=== Begin Enclosure ===

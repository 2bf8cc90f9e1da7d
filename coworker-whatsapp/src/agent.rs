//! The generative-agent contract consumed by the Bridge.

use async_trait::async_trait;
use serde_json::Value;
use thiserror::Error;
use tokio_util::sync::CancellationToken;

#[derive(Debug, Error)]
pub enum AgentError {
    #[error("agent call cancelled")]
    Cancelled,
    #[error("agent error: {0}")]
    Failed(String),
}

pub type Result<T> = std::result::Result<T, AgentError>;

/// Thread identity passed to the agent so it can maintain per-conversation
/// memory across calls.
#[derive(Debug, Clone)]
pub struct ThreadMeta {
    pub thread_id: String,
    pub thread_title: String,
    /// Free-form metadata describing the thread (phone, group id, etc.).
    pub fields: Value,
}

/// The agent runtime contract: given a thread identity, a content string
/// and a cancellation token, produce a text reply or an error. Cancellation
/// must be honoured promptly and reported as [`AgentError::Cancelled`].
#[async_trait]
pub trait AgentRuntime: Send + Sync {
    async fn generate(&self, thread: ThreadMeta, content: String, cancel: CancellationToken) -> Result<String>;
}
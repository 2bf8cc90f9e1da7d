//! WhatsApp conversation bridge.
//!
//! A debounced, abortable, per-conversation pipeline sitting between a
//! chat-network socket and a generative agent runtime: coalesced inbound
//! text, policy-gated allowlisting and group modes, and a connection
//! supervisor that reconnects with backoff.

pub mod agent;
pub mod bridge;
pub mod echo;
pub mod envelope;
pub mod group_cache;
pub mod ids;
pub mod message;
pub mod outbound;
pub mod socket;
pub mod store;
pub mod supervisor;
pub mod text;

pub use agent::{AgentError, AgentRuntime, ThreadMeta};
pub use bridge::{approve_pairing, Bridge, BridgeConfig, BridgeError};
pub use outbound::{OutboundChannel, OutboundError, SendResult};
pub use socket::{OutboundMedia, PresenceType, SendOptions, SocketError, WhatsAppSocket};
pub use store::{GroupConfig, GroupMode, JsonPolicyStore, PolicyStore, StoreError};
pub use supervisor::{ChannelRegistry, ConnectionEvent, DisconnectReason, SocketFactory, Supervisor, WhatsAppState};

=== End Enclosure ===
=== Begin Enclosure ===

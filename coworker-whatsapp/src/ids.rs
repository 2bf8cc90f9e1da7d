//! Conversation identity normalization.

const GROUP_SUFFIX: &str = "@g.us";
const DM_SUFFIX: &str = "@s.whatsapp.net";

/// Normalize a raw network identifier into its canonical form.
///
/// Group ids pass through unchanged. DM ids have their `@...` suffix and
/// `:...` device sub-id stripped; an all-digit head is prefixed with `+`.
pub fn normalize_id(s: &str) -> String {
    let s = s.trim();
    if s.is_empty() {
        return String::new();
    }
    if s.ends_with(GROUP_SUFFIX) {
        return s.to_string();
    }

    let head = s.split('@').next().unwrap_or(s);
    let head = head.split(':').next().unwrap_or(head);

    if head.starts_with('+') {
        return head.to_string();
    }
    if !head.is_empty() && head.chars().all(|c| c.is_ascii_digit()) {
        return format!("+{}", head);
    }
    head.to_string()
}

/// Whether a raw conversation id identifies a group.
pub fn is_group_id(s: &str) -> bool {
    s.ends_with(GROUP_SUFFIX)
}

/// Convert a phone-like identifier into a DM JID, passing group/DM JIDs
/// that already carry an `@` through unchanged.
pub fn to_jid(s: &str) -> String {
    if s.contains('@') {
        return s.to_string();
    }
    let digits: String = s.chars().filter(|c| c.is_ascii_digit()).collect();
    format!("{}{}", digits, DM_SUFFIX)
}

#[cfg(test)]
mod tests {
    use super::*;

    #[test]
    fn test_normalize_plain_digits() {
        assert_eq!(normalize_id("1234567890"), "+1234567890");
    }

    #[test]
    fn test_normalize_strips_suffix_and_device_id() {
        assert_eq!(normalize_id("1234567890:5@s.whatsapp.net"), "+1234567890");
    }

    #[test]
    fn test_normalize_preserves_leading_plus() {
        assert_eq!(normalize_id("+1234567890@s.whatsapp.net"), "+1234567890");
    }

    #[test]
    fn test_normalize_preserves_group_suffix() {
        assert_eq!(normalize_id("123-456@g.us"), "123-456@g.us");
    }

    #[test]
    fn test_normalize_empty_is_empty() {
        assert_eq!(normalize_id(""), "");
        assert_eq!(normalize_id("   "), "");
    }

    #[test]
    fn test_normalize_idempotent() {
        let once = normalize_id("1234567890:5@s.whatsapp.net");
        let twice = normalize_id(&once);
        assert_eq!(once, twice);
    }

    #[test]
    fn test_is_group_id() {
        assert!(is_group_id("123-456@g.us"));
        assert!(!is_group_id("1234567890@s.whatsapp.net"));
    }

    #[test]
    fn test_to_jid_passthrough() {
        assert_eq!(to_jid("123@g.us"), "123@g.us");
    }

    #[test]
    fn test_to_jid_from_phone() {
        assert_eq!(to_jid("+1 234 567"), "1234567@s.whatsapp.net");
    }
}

=== End Enclosure ===

WHAT IS BEING ASKED
Among the entries above, which lines include "once"? List them all.

ANSWER AREA
        let once = normalize_id("1234567890:5@s.whatsapp.net");
        let twice = normalize_id(&once);
        assert_eq!(once, twice);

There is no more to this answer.